Exercise objective | Every entry here should be copied exactly.

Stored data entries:
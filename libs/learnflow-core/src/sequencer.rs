//! Stage sequencing for one learn session.
//!
//! Stages run in the fixed order translation, spelling, pronunciation,
//! context, matching. A stage with no tasks is recorded as skipped and passed
//! through immediately. A stage closes only once every task in it has reached
//! a terminal outcome; after the last stage the score is finalized and the
//! outcome report fires, both exactly once.
//!
//! The sequencer is driven by discrete learner actions. Every rejected action
//! leaves the session untouched.

use chrono::Utc;
use serde::{Deserialize, Serialize};
use tokio::task::JoinHandle;
use tracing::{debug, info, warn};

use crate::audio::{AudioCaptureSession, AudioDevice, RecordingHandle};
use crate::distance::EditClass;
use crate::error::{ActionError, CaptureError, FlowError, InvariantViolation, SessionError};
use crate::exercise::{
    MatchStep, MatchingBoard, PickOutcome, SessionRng, Side, TranslationAttempt, TranslationStep,
    WordOrderBoard,
};
use crate::grading::{
    context_stage_points, grade_pronunciation, grade_spelling, grade_translation,
    matching_stage_points, normalize_typed_stage,
};
use crate::report::{collect_words, OutcomeReporter, SessionSummary};
use crate::score::ScoreAggregator;
use crate::transport::PronunciationResult;
use crate::types::{CollectionId, ScoreBreakdown, StageKind, StageResult, TaskBatch, TaskGroups};
use crate::view::{ProgressEvent, SequencerState, SessionView, TaskView};

type ActionResult<T> = std::result::Result<T, SessionError>;

/// What an accepted learner action did, for display.
#[derive(Debug, Clone, PartialEq, Serialize, Deserialize)]
#[serde(tag = "type", rename_all = "snake_case", rename_all_fields = "camelCase")]
pub enum Feedback {
    TranslationCorrect {
        points: f64,
    },
    TranslationWrong {
        option: usize,
        attempts_left: u32,
    },
    TranslationRevealed {
        correct_index: usize,
    },
    TranslationSkipped,
    Spelling {
        class: EditClass,
        points: f64,
        correct: bool,
        expected: String,
    },
    RecordingStarted,
    /// The microphone could not be opened; the task resolved with nothing.
    RecordingUnavailable {
        reason: String,
    },
    Pronunciation {
        ok: bool,
        points: f64,
        #[serde(default, skip_serializing_if = "Option::is_none")]
        dtw: Option<f64>,
    },
    TokenPlaced {
        remaining: usize,
    },
    SentenceAssembled,
    TokenMisplaced {
        index: usize,
    },
    PairSelected,
    PairMatched {
        remaining: usize,
    },
    PairMismatched,
}

/// Identifies the pronunciation submission a result belongs to.
#[derive(Debug, Clone, Copy, PartialEq, Eq, Hash)]
pub struct PronunciationTicket(u64);

/// A stopped recording waiting for its external score.
#[derive(Debug, Clone, PartialEq)]
pub struct PendingPronunciation {
    pub ticket: PronunciationTicket,
    pub task_id: String,
    pub word: String,
    pub audio: Vec<u8>,
}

Answer area |
filename libs/learnflow-core/src/sequencer.rs
//! Stage sequencing for one learn session.
//!
//! Stages run in the fixed order translation, spelling, pronunciation,
//! context, matching. A stage with no tasks is recorded as skipped and passed
//! through immediately. A stage closes only once every task in it has reached
//! a terminal outcome; after the last stage the score is finalized and the
//! outcome report fires, both exactly once.
//!
//! The sequencer is driven by discrete learner actions. Every rejected action
//! leaves the session untouched.

use chrono::Utc;
use serde::{Deserialize, Serialize};
use tokio::task::JoinHandle;
use tracing::{debug, info, warn};

use crate::audio::{AudioCaptureSession, AudioDevice, RecordingHandle};
use crate::distance::EditClass;
use crate::error::{ActionError, CaptureError, FlowError, InvariantViolation, SessionError};
use crate::exercise::{
    MatchStep, MatchingBoard, PickOutcome, SessionRng, Side, TranslationAttempt, TranslationStep,
    WordOrderBoard,
};
use crate::grading::{
    context_stage_points, grade_pronunciation, grade_spelling, grade_translation,
    matching_stage_points, normalize_typed_stage,
};
use crate::report::{collect_words, OutcomeReporter, SessionSummary};
use crate::score::ScoreAggregator;
use crate::transport::PronunciationResult;
use crate::types::{CollectionId, ScoreBreakdown, StageKind, StageResult, TaskBatch, TaskGroups};
use crate::view::{ProgressEvent, SequencerState, SessionView, TaskView};

type ActionResult<T> = std::result::Result<T, SessionError>;

/// What an accepted learner action did, for display.
#[derive(Debug, Clone, PartialEq, Serialize, Deserialize)]
#[serde(tag = "type", rename_all = "snake_case", rename_all_fields = "camelCase")]
pub enum Feedback {
    TranslationCorrect {
        points: f64,
    },
    TranslationWrong {
        option: usize,
        attempts_left: u32,
    },
    TranslationRevealed {
        correct_index: usize,
    },
    TranslationSkipped,
    Spelling {
        class: EditClass,
        points: f64,
        correct: bool,
        expected: String,
    },
    RecordingStarted,
    /// The microphone could not be opened; the task resolved with nothing.
    RecordingUnavailable {
        reason: String,
    },
    Pronunciation {
        ok: bool,
        points: f64,
        #[serde(default, skip_serializing_if = "Option::is_none")]
        dtw: Option<f64>,
    },
    TokenPlaced {
        remaining: usize,
    },
    SentenceAssembled,
    TokenMisplaced {
        index: usize,
    },
    PairSelected,
    PairMatched {
        remaining: usize,
    },
    PairMismatched,
}

/// Identifies the pronunciation submission a result belongs to.
#[derive(Debug, Clone, Copy, PartialEq, Eq, Hash)]
pub struct PronunciationTicket(u64);

/// A stopped recording waiting for its external score.
#[derive(Debug, Clone, PartialEq)]
pub struct PendingPronunciation {
    pub ticket: PronunciationTicket,
    pub task_id: String,
    pub word: String,
    pub audio: Vec<u8>,
}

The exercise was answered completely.